"What I'm trying to say is when you buy a box marked guranteed, all your getting is a guranteed piece of shit. Hey if you want me to take a dump in a box and mark it guaranteed, I will, I have spare time. But for your daughter's sake, for your company's sake, you might wanna buy a quality product from me." - Tommy Boy
The reason warranties were invented is because its a fact of life that stuff breaks. The important thing for you, as a DBA, is to have a plan to make sure that when something breaks, like you lose a RAID array, you can make your company's data accessible as quickly as possible while returning it to a state as consistent as possible to just prior to the failure. You can achieve this by having your database set to the appropriate recovery model and making sure, not only, that you are preforming routine backups but that those backups are good backups.
There are three available recovery models in SQL Server: Full, Simple, and Bulk-Logged. The Model you use will determine how the transaction log is used and what options you have for backup and restore.
Full Recovery Model - Using the full recovery model, SQL server logs all database transactions to the transaction log. This is the model you want to choose if your data recovery is a high priority for you because it offers you the most options for backup and restore. Since every transaction is logged in the transaction log, not only can you restore to a full backup but you can restore to any point in time since a full backup.
Simple Recovery Model - Like it's name this is the simplest option. It only gives you a few backup options and the transaction log is truncated whenever a checkpoint is issued. This model is useful if you have a read-only database or the database is a backup or dev database.
Bulk-Logged Recovery Model - This model is very similar to the full recovery model except that bulk operations aren't logged to the transaction log and you can't do a point-in-time restore.
Backing up Your Database
Now that you have your recovery model set you need to know about the different backup operations that you can perform with SQL Server. If you want to backup a database you need to be a member of one of three fixed roles: sysadmin, db_owner, or db_backupoperator. Remember, it is always best practice to give each user the minimum amount of permissions to do their job. If you have someone whose job it is to only backup your database you don't want to give them owner or sysadmin rights. There are three different backup methods that we are going to talk about: Full, Differential and Transaction Log.

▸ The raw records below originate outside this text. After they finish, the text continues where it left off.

//! Storage layer for medlist.
//!
//! This module provides `SQLite`-based persistence for the user-added part
//! of the directory. The database is a key/value store of named slots; the
//! overlay lives in one slot as a JSON array of doctor records.

pub mod migrations;
pub mod schema;

use std::path::{Path, PathBuf};

use chrono::Utc;
use rusqlite::{params, Connection, OptionalExtension};
use serde_json::Value;
use tracing::{debug, info, warn};

use crate::error::{Error, Result};
use crate::record::DoctorRecord;

/// Default slot holding the persisted overlay.
pub const DEFAULT_SLOT: &str = "doctors";

/// Where the overlay is read from and written to.
///
/// The record store never touches the storage medium itself; it only
/// computes what should be persisted and hands it to an implementor of this
/// trait.
pub trait OverlayStore {
    /// Read the persisted overlay.
    ///
    /// Never fails: a missing or corrupt payload is treated as an empty
    /// overlay.
    fn read(&self) -> Vec<DoctorRecord>;

    /// Replace the persisted overlay.
    ///
    /// # Errors
    ///
    /// Returns [`Error::PersistenceWrite`] if the overlay was not stored.
    fn write(&self, records: &[DoctorRecord]) -> Result<()>;

    /// Remove the persisted overlay entirely.
    ///
    /// # Errors
    ///
    /// Returns [`Error::PersistenceWrite`] if the overlay could not be removed.
    fn clear(&self) -> Result<()>;
}

/// `SQLite`-backed slot storage.
#[derive(Debug)]
pub struct Storage {
    /// Path to the database file.
    path: PathBuf,
    /// Database connection.
    conn: Connection,
    /// Slot holding the overlay.
    slot: String,
}

impl Storage {
    /// Open or create a storage database at the given path.
    ///
    /// Creates the parent directories and database file if they don't exist.
    /// Initializes the schema if this is a new database.
    ///
    /// # Errors
    ///
    /// Returns an error if the database cannot be opened or schema initialization fails.
    pub fn open(path: impl AsRef<Path>, slot: impl Into<String>) -> Result<Self> {
        let path = path.as_ref().to_path_buf();

        if let Some(parent) = path.parent() {
            if !parent.as_os_str().is_empty() && !parent.exists() {
                std::fs::create_dir_all(parent).map_err(|source| Error::DirectoryCreate {
                    path: parent.to_path_buf(),
                    source,
                })?;
            }
        }

        debug!("Opening database at {}", path.display());
        let conn = Connection::open(&path).map_err(|source| Error::DatabaseOpen {
            path: path.clone(),
            source,
        })?;

        conn.execute_batch("PRAGMA journal_mode=WAL; PRAGMA synchronous=NORMAL;")?;
        migrations::initialize_schema(&conn)?;

        info!("Database opened successfully at {}", path.display());
        Ok(Self {
            path,
            conn,
            slot: slot.into(),
        })
    }

    /// Create an in-memory storage instance for testing.
    ///
    /// # Errors
    ///
    /// Returns an error if the in-memory database cannot be created.
    pub fn open_in_memory(slot: impl Into<String>) -> Result<Self> {
        let conn = Connection::open_in_memory().map_err(|source| Error::DatabaseOpen {
            path: PathBuf::from(":memory:"),
            source,
        })?;

        migrations::initialize_schema(&conn)?;

        Ok(Self {
            path: PathBuf::from(":memory:"),
            conn,
            slot: slot.into(),
        })
    }

    /// Get the path to the database file.
    #[must_use]
    pub fn path(&self) -> &Path {
        &self.path
    }

    /// Name of the slot holding the overlay.
    #[must_use]
    pub fn slot(&self) -> &str {
        &self.slot
    }

    /// Read the raw payload stored under `name`.
    ///
    /// # Errors
    ///
    /// Returns an error if the database operation fails.
    pub fn read_slot(&self, name: &str) -> Result<Option<String>> {
        let payload = self
            .conn
            .query_row(
                "SELECT payload FROM slots WHERE name = ?1",
                [name],
                |row| row.get(0),
            )
            .optional()?;
        Ok(payload)
    }

    /// Store `payload` under `name`, replacing any previous value.
    ///
    /// # Errors
    ///
    /// Returns an error if the database operation fails.
    pub fn write_slot(&self, name: &str, payload: &str) -> Result<()> {
        self.conn.execute(
            "INSERT OR REPLACE INTO slots (name, payload, updated_at) VALUES (?1, ?2, ?3)",
            params![name, payload, Utc::now().to_rfc3339()],
        )?;
        debug!("Wrote {} bytes to slot {}", payload.len(), name);
        Ok(())
    }

    /// Remove the slot `name`. Returns whether it existed.
    ///
    /// # Errors
    ///
    /// Returns an error if the database operation fails.
    pub fn remove_slot(&self, name: &str) -> Result<bool> {
        let affected = self
            .conn
            .execute("DELETE FROM slots WHERE name = ?1", [name])?;
        Ok(affected > 0)
    }
}

impl OverlayStore for Storage {
    fn read(&self) -> Vec<DoctorRecord> {
        let payload = match self.read_slot(&self.slot) {
            Ok(Some(payload)) => payload,
            Ok(None) => return Vec::new(),
            Err(e) => {
                warn!("Ignoring unreadable slot {}: {}", self.slot, e);
                return Vec::new();
            }
        };

        decode_overlay(&payload).unwrap_or_else(|e| {
            warn!("{}; starting with an empty overlay", e);
            Vec::new()
        })
    }

    fn write(&self, records: &[DoctorRecord]) -> Result<()> {
        let payload = serde_json::to_string(records)
            .map_err(|e| Error::persistence_write(e.to_string()))?;
        self.write_slot(&self.slot, &payload)
            .map_err(|e| Error::persistence_write(e.to_string()))?;
        info!("Persisted {} doctors", records.len());
        Ok(())
    }

    fn clear(&self) -> Result<()> {
        if self
            .remove_slot(&self.slot)
            .map_err(|e| Error::persistence_write(e.to_string()))?
        {
            info!("Cleared persisted doctors");
        }
        Ok(())
    }
}

/// Decode an overlay payload.
///
/// A `null` payload is an empty overlay. Array elements that are not valid
/// doctor records are skipped.
///
/// # Errors
///
/// Returns [`Error::PersistenceRead`] if the payload is not JSON or not an
/// array.
pub fn decode_overlay(payload: &str) -> Result<Vec<DoctorRecord>> {
    let value: Value = serde_json::from_str(payload).map_err(|e| Error::PersistenceRead {
        message: e.to_string(),
    })?;

    let items = match value {
        Value::Null => return Ok(Vec::new()),
        Value::Array(items) => items,
        other => {
            return Err(Error::PersistenceRead {
                message: format!("expected an array, found {}", json_kind(&other)),
            })
        }
    };

    let mut records = Vec::with_capacity(items.len());
    for (index, item) in items.into_iter().enumerate() {
        match serde_json::from_value::<DoctorRecord>(item) {
            Ok(record) => records.push(record),
            Err(e) => warn!("Skipping malformed persisted doctor #{}: {}", index, e),
        }
    }
    Ok(records)
}

fn json_kind(value: &Value) -> &'static str {
    match value {
        Value::Null => "null",
        Value::Bool(_) => "a boolean",
        Value::Number(_) => "a number",
        Value::String(_) => "a string",
        Value::Array(_) => "an array",
        Value::Object(_) => "an object",
    }
}

#[cfg(test)]
mod tests {
    use super::*;
    use crate::record::{CustomFields, RecordFields};

    fn create_test_storage() -> Storage {
        Storage::open_in_memory(DEFAULT_SLOT).expect("failed to create test storage")
    }

    fn create_test_record(id: i64, name: &str) -> DoctorRecord {
        let mut custom = CustomFields::new();
        custom.insert("email".to_string(), format!("{id}@example.com"));
        let mut fields = RecordFields::new(name, "Neurología", "+591 700");
        fields.experience = Some(3);
        fields.into_record(id, custom).unwrap()
    }

    #[test]
    fn test_open_in_memory() {
        let storage = create_test_storage();
        assert_eq!(storage.path().to_string_lossy(), ":memory:");
        assert_eq!(storage.slot(), "doctors");
    }

    #[test]
    fn test_read_missing_slot_is_empty() {
        let storage = create_test_storage();
        assert!(storage.read().is_empty());
    }

    #[test]
    fn test_write_and_read() {
        let storage = create_test_storage();
        let records = vec![create_test_record(10, "Dr. A"), create_test_record(11, "Dr. B")];

        storage.write(&records).unwrap();
        assert_eq!(storage.read(), records);
    }

    #[test]
    fn test_write_replaces_previous_overlay() {
        let storage = create_test_storage();
        storage.write(&[create_test_record(10, "Dr. A")]).unwrap();
        storage.write(&[create_test_record(11, "Dr. B")]).unwrap();

        let read = storage.read();
        assert_eq!(read.len(), 1);
        assert_eq!(read[0].id, 11);
    }

    #[test]
    fn test_payload_layout() {
        let storage = create_test_storage();
        storage.write(&[create_test_record(10, "Dr. A")]).unwrap();

        let raw = storage.read_slot("doctors").unwrap().unwrap();
        let value: Value = serde_json::from_str(&raw).unwrap();
        let first = &value.as_array().unwrap()[0];
        assert_eq!(first["id"], 10);
        assert_eq!(first["experience"], 3);
        assert_eq!(first["email"], "10@example.com");
        assert!(first.get("clinic").is_none());
    }

    #[test]
    fn test_corrupt_payload_reads_as_empty() {
        let storage = create_test_storage();
        storage.write_slot("doctors", "{not json").unwrap();
        assert!(storage.read().is_empty());
    }

    #[test]
    fn test_non_array_payload_reads_as_empty() {
        let storage = create_test_storage();
        storage.write_slot("doctors", r#"{"id": 1}"#).unwrap();
        assert!(storage.read().is_empty());
    }

    #[test]
    fn test_null_payload_reads_as_empty() {
        assert!(decode_overlay("null").unwrap().is_empty());
    }

    #[test]
    fn test_malformed_elements_are_skipped() {
        let payload = r#"[
            {"id": 10, "name": "Dr. A", "specialty": "Neuro", "phone": "1"},
            {"id": "eleven", "name": "Dr. B"},
            {"id": 12, "name": "Dr. C", "specialty": "Neuro", "phone": null}
        ]"#;
        let records = decode_overlay(payload).unwrap();
        assert_eq!(records.len(), 1);
        assert_eq!(records[0].id, 10);
    }

    #[test]
    fn test_loose_values_keep_the_record() {
        let payload = r#"[
            {"id": 10, "name": "Dr. A", "specialty": "Neuro", "phone": "1",
             "clinic": null, "email": null},
            {"id": 11, "name": "Dr. B", "specialty": "Neuro", "phone": "1", "experience": "15"},
            {"id": 12, "name": "Dr. C", "specialty": "Neuro", "phone": "1", "experience": -2}
        ]"#;
        let records = decode_overlay(payload).unwrap();
        assert_eq!(records.len(), 3);
        assert!(records[0].custom.is_empty());
        assert_eq!(records[1].experience, Some(15));
        assert!(records[2].experience.is_none());
    }

    #[test]
    fn test_null_custom_value_survives_rewrite() {
        let storage = create_test_storage();
        storage
            .write_slot(
                "doctors",
                r#"[{"id":10,"name":"Dr. A","specialty":"Neuro","phone":"1","clinic":null,"email":null}]"#,
            )
            .unwrap();

        let mut records = storage.read();
        records.push(create_test_record(11, "Dr. B"));
        storage.write(&records).unwrap();

        let ids: Vec<i64> = storage.read().iter().map(|r| r.id).collect();
        assert_eq!(ids, vec![10, 11]);
    }

    #[test]
    fn test_decode_reports_kind() {
        let err = decode_overlay("42").unwrap_err();
        assert!(err.to_string().contains("a number"));
    }

    #[test]
    fn test_clear() {
        let storage = create_test_storage();
        storage.write(&[create_test_record(10, "Dr. A")]).unwrap();
        storage.clear().unwrap();
        assert!(storage.read().is_empty());
        assert!(storage.read_slot("doctors").unwrap().is_none());

        // Clearing twice is fine.
        storage.clear().unwrap();
    }

    #[test]
    fn test_slots_are_independent() {
        let storage = create_test_storage();
        storage.write_slot("other", "[]").unwrap();
        storage.write(&[create_test_record(10, "Dr. A")]).unwrap();

        assert_eq!(storage.read_slot("other").unwrap().as_deref(), Some("[]"));
        assert!(storage.remove_slot("other").unwrap());
        assert!(!storage.remove_slot("other").unwrap());
        assert_eq!(storage.read().len(), 1);
    }

    #[test]
    fn test_write_failure_is_reported() {
        let storage = create_test_storage();
        storage.conn.execute("DROP TABLE slots", []).unwrap();

        let err = storage.write(&[create_test_record(10, "Dr. A")]).unwrap_err();
        assert!(matches!(err, Error::PersistenceWrite { .. }));
        assert!(storage.read().is_empty());
    }

    #[test]
    fn test_open_file_based() {
        let dir = tempfile::tempdir().unwrap();
        let db_path = dir.path().join("medlist.db");

        {
            let storage = Storage::open(&db_path, DEFAULT_SLOT).unwrap();
            assert_eq!(storage.path(), db_path);
            storage.write(&[create_test_record(10, "Dr. A")]).unwrap();
        }

        let reopened = Storage::open(&db_path, DEFAULT_SLOT).unwrap();
        assert_eq!(reopened.read(), vec![create_test_record(10, "Dr. A")]);
    }

    #[test]
    fn test_open_creates_parent_dirs() {
        let dir = tempfile::tempdir().unwrap();
        let nested_path = dir.path().join("nested/deeper/medlist.db");

        let _storage = Storage::open(&nested_path, DEFAULT_SLOT).unwrap();
        assert!(nested_path.exists());
    }
}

Full Backup - A full backup does just what you think it would, it backs up everything you would need to make a full restore of the backup to the point in time that you took the backup. This includes: the database files, objects, data, and a portion of the transaction log. The backup causes a database checkpoint to occur so that the committed transactions in the transaction log get written to the database file. It also makes a note of the current log sequence number(LSN) so that it can grab any activity that was committed after the backup started.
Differential Backup - If you have ever done file system backups you are familiar with the term differential. it means all the changes since the last full backup. Differential backups only backup the changes that have been made since the last full backup. Since there is less data to backup the process runs much faster. This would be useful if you wanted to make a backup in the middle of the work day with minimal impact on the system. You must have the prior full backup to make use of the differential backup.
Transaction Log Backup - The transaction log backup will backup up the transaction log activity that has occurred since the last backup of any of the three kinds (Full, Differential or Transaction). When it backs up the transaction log it truncates the inactive portion of the log reclaiming the disk space that was taken up. If you are familiar with file system backups these are like incremental backups in that they are useless unless you have the last full backup AND all the transaction log backups since the last full backup.
You should become familiar with all three backup methods so that you can figure out the best way to provide your environment with maximum data reliability while keeping performance as high as possible and minimizing your restore time. A good backup plan could involve all three methods being used together. For example, you could do a nightly full backup and then do transaction log backups every 15 minutes and differential backups every four hours. Then if you had a failure at 3:45 you would only have to restore a maximum of nine backup files (Nightly full, 12pm incremental and the 7 transaction log backups since noon) and a tail log backup to get the server back up and running.
I final thought, I once overheard someone say "It's not a good backup until you have restored it". So not only should you be backing up your databases you should be testing those backups on a regular basis to make sure that you can recover if you have a failure. Backups are just one half of a good disaster recovery plan.
Hopefully I have given you a good overview of SQL Server backup. Next time I am going to write a post about server and database security, it's a subject that I am a bit week in and I think doing the research for the article will really help me. Once again I am going to make the claim that I will stick to a two week schedule but we all know how that is going so far.